- WHAT IS BEING ASKED:
From the line containing "pub fn is_unsafe(&self, name: &str)" down to the last line of the records below, restate each line word for word and leave out the rest.

- RECORDS FOR PROCESSING:
====

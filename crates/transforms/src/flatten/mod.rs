//! Control-flow flattening.
//!
//! Rewrites a function's CFG into a switch-dispatched state machine: the
//! entry block computes an initial state, every original non-entry block ends
//! by storing its successor's state id and jumping back to a central
//! dispatcher, and the dispatcher switches on the state to pick the next
//! block. Edge structure disappears from the static CFG; only the state
//! writes carry it.

mod demote;

pub use demote::demote_values_to_memory;

use crate::safety::{has_unsupported_control_flow, SafetyOracle};
use crate::{PassContext, Result, Transform};
use chakravyuha_core::{
    BlockId, Const, Function, IcmpPred, Inst, Module, Operand, Terminator, Ty,
};
use std::collections::HashMap;
use tracing::debug;

pub struct ControlFlowFlattening;

impl Transform for ControlFlowFlattening {
    fn name(&self) -> &'static str {
        "ControlFlowFlattening"
    }

    fn apply(&self, module: &mut Module, cx: &mut PassContext<'_>) -> Result<bool> {
        cx.report.enable_control_flow_flattening = true;
        cx.report.passes_run.push("ControlFlowFlattening".to_string());

        let oracle = SafetyOracle::for_module(module);
        let mut changed = false;
        let mut flattened_functions = 0u32;
        let mut flattened_blocks = 0u32;
        let mut skipped_functions = 0u32;

        for f in &mut module.functions {
            if f.is_declaration || f.is_intrinsic {
                continue;
            }
            if f.block_count() < 2 {
                continue;
            }
            if !oracle.may_transform(f) || has_unsupported_control_flow(f) {
                debug!("flatten: skipping '{}'", f.name);
                skipped_functions += 1;
                continue;
            }

            let blocks_before = f.block_count() as u32;
            if flatten_function(f) {
                changed = true;
                flattened_functions += 1;
                flattened_blocks += blocks_before - 1;
            } else {
                debug!("flatten: abandoned '{}' untouched", f.name);
                skipped_functions += 1;
            }
        }

        cx.report.flattened_functions += flattened_functions;
        cx.report.flattened_blocks += flattened_blocks;
        cx.report.skipped_functions += skipped_functions;

        if changed || skipped_functions > 0 {
            eprintln!(
                "CFF_METRICS:{{\"flattenedFunctions\":{flattened_functions},\"flattenedBlocks\":{flattened_blocks},\"skippedFunctions\":{skippedFunctions}}}",
                skippedFunctions = skipped_functions
            );
        }
        Ok(changed)
    }
}

/// Flatten one function. All-or-nothing: work happens on a scratch copy that
/// only replaces the original once every terminator has been rewritten.
pub fn flatten_function(f: &mut Function) -> bool {
    let mut work = f.clone();
    if !flatten_in_place(&mut work) {
        return false;
    }
    *f = work;
    true
}

fn flatten_in_place(f: &mut Function) -> bool {
    demote_values_to_memory(f);

    let entry = f.entry();
    let targets: Vec<BlockId> = f
        .block_ids()
        .into_iter()
        .filter(|&b| b != entry)
        .collect();
    if targets.is_empty() {
        return false;
    }

    // Non-zero ids, densely assigned in layout order.
    let ids: HashMap<BlockId, u32> = targets
        .iter()
        .enumerate()
        .map(|(i, &b)| (b, i as u32 + 1))
        .collect();

    let state = f.fresh_value();
    let idx = f.block(entry).first_insertion_idx();
    f.block_mut(entry).insts.insert(
        idx,
        Inst::Alloca {
            dest: state,
            ty: Ty::I32,
            name: "cff.state".to_string(),
        },
    );

    let dispatcher = f.add_block("cff.dispatch");
    let default_block = f.add_block("cff.default");
    f.block_mut(default_block).term = Some(Terminator::Unreachable);

    // The entry terminator becomes the state initializer.
    let Some(entry_term) = f.block(entry).term.clone() else {
        return false;
    };
    let Some(init) = build_next_state(f, entry, &entry_term, &ids) else {
        return false;
    };
    f.block_mut(entry).insts.push(Inst::Store {
        val: init,
        ptr: Operand::Value(state),
        volatile: false,
    });
    f.block_mut(entry).term = Some(Terminator::Br { target: dispatcher });

    // Dispatcher: load the state, switch to the matching block. The default
    // arm is unreachable because the state is only ever written from `ids`.
    let current = f.fresh_value();
    f.block_mut(dispatcher).insts.push(Inst::Load {
        dest: current,
        ty: Ty::I32,
        ptr: Operand::Value(state),
    });
    let cases: Vec<(u64, BlockId)> = targets.iter().map(|&b| (ids[&b] as u64, b)).collect();
    f.block_mut(dispatcher).term = Some(Terminator::Switch {
        value: Operand::Value(current),
        default: default_block,
        cases,
    });

    // Every dispatched block now hands control back through the state slot.
    for &b in &targets {
        let Some(term) = f.block(b).term.clone() else {
            return false;
        };
        if matches!(term, Terminator::Ret { .. } | Terminator::Unreachable) {
            continue;
        }
        let Some(next) = build_next_state(f, b, &term, &ids) else {
            return false;
        };
        f.block_mut(b).insts.push(Inst::Store {
            val: next,
            ptr: Operand::Value(state),
            volatile: false,
        });
        f.block_mut(b).term = Some(Terminator::Br { target: dispatcher });
    }

    f.remove_unreachable_blocks();
    true
}

/// Compute the next-state operand for a terminator, appending any needed
/// select/icmp instructions to `block`. `None` means a successor had no id
/// and the flattening of this function must be abandoned.
fn build_next_state(
    f: &mut Function,
    block: BlockId,
    term: &Terminator,
    ids: &HashMap<BlockId, u32>,
) -> Option<Operand> {
    match term {
        Terminator::Br { target } => {
            let id = *ids.get(target)?;
            Some(Operand::Const(Const::i32(id)))
        }
        Terminator::CondBr {
            cond,
            on_true,
            on_false,
        } => {
            let t = *ids.get(on_true)?;
            let e = *ids.get(on_false)?;
            let sel = f.fresh_value();
            f.block_mut(block).insts.push(Inst::Select {
                dest: sel,
                ty: Ty::I32,
                cond: cond.clone(),
                on_true: Operand::Const(Const::i32(t)),
                on_false: Operand::Const(Const::i32(e)),
            });
            Some(Operand::Value(sel))
        }
        Terminator::Switch {
            value,
            default,
            cases,
        } => {
            // Fold the case list into a select cascade, default first.
            let mut acc = Operand::Const(Const::i32(*ids.get(default)?));
            for (case_value, target) in cases {
                let id = *ids.get(target)?;
                let is_case = f.fresh_value();
                f.block_mut(block).insts.push(Inst::Icmp {
                    dest: is_case,
                    pred: IcmpPred::Eq,
                    lhs: value.clone(),
                    rhs: Operand::Const(Const::i64(*case_value)),
                });
                let sel = f.fresh_value();
                f.block_mut(block).insts.push(Inst::Select {
                    dest: sel,
                    ty: Ty::I32,
                    cond: Operand::Value(is_case),
                    on_true: Operand::Const(Const::i32(id)),
                    on_false: acc,
                });
                acc = Operand::Value(sel);
            }
            Some(acc)
        }
        Terminator::Ret { .. } | Terminator::Unreachable | Terminator::Unsupported { .. } => None,
    }
}
//! Decides which functions a pass may touch.
//!
//! Inline assembly and non-local jumps make a function untransformable, and
//! that taint spreads to every caller through the call graph: a function that
//! can reach `longjmp` may unwind through frames whose layout the passes
//! would otherwise be free to rearrange.

use chakravyuha_core::{Callee, Function, Inst, Module, Terminator};
use petgraph::graph::{DiGraph, NodeIndex};
use petgraph::visit::{Bfs, Reversed};
use std::collections::{HashMap, HashSet};
use tracing::debug;

const NON_LOCAL_JUMPS: [&str; 3] = ["setjmp", "_setjmp", "longjmp"];

/// Per-module safety verdicts. Pure: built once, then only queried.
pub struct SafetyOracle {
    unsafe_fns: HashSet<String>,
}

impl SafetyOracle {
    /// Scan the module and close the unsafe set over the call graph.
    pub fn for_module(module: &Module) -> Self {
        let mut graph: DiGraph<&str, ()> = DiGraph::new();
        let mut nodes: HashMap<&str, NodeIndex> = HashMap::new();
        for f in &module.functions {
            nodes.insert(f.name.as_str(), graph.add_node(f.name.as_str()));
        }

        let mut seeds: Vec<NodeIndex> = Vec::new();
        for f in &module.functions {
            let caller = nodes[f.name.as_str()];
            let mut directly_unsafe = false;
            for id in f.block_ids() {
                for inst in &f.block(id).insts {
                    if let Inst::Call { callee, .. } = inst {
                        match callee {
                            Callee::Asm(_) => directly_unsafe = true,
                            Callee::Direct(name) => {
                                if NON_LOCAL_JUMPS.contains(&name.as_str()) {
                                    directly_unsafe = true;
                                } else if let Some(&callee_node) = nodes.get(name.as_str()) {
                                    graph.add_edge(caller, callee_node, ());
                                }
                            }
                            Callee::Indirect(_) => {}
                        }
                    }
                }
            }
            if directly_unsafe {
                seeds.push(caller);
            }
        }

        // Callers of an unsafe function become unsafe: walk call edges
        // backwards from every seed until the set stops growing.
        let mut unsafe_fns = HashSet::new();
        let callers = Reversed(&graph);
        for seed in seeds {
            let mut bfs = Bfs::new(callers, seed);
            while let Some(node) = bfs.next(callers) {
                unsafe_fns.insert(graph[node].to_string());
            }
        }

        if !unsafe_fns.is_empty() {
            debug!("oracle marked {} function(s) unsafe", unsafe_fns.len());
        }
        Self { unsafe_fns }
    }

    /// Whether the named function (or anything it can reach) uses inline
    /// assembly or non-local jumps.
    pub fn is_unsafe(&self, name: &str) -> bool {
        self.unsafe_fns.contains(name)
    }

    /// Whether a pass may rewrite this function at all.
    pub fn may_transform(&self, f: &Function) -> bool {
        !f.is_declaration && !f.is_intrinsic && !self.is_unsafe(&f.name)
    }
}

/// True when the function contains a terminator or block the control-flow
/// passes cannot model: EH pads, invokes, indirect branches.
pub fn has_unsupported_control_flow(f: &Function) -> bool {
    f.block_ids().iter().any(|&id| {
        let block = f.block(id);
        block.is_eh_pad
            || matches!(block.term, Some(Terminator::Unsupported { .. }))
            || block.term.is_none()
    })
}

====

- RESULT OF THE TASK:
    pub fn is_unsafe(&self, name: &str) -> bool {
        self.unsafe_fns.contains(name)
    }

    /// Whether a pass may rewrite this function at all.
    pub fn may_transform(&self, f: &Function) -> bool {
        !f.is_declaration && !f.is_intrinsic && !self.is_unsafe(&f.name)
    }
}

/// True when the function contains a terminator or block the control-flow
/// passes cannot model: EH pads, invokes, indirect branches.
pub fn has_unsupported_control_flow(f: &Function) -> bool {
    f.block_ids().iter().any(|&id| {
        let block = f.block(id);
        block.is_eh_pad
            || matches!(block.term, Some(Terminator::Unsupported { .. }))
            || block.term.is_none()
    })
}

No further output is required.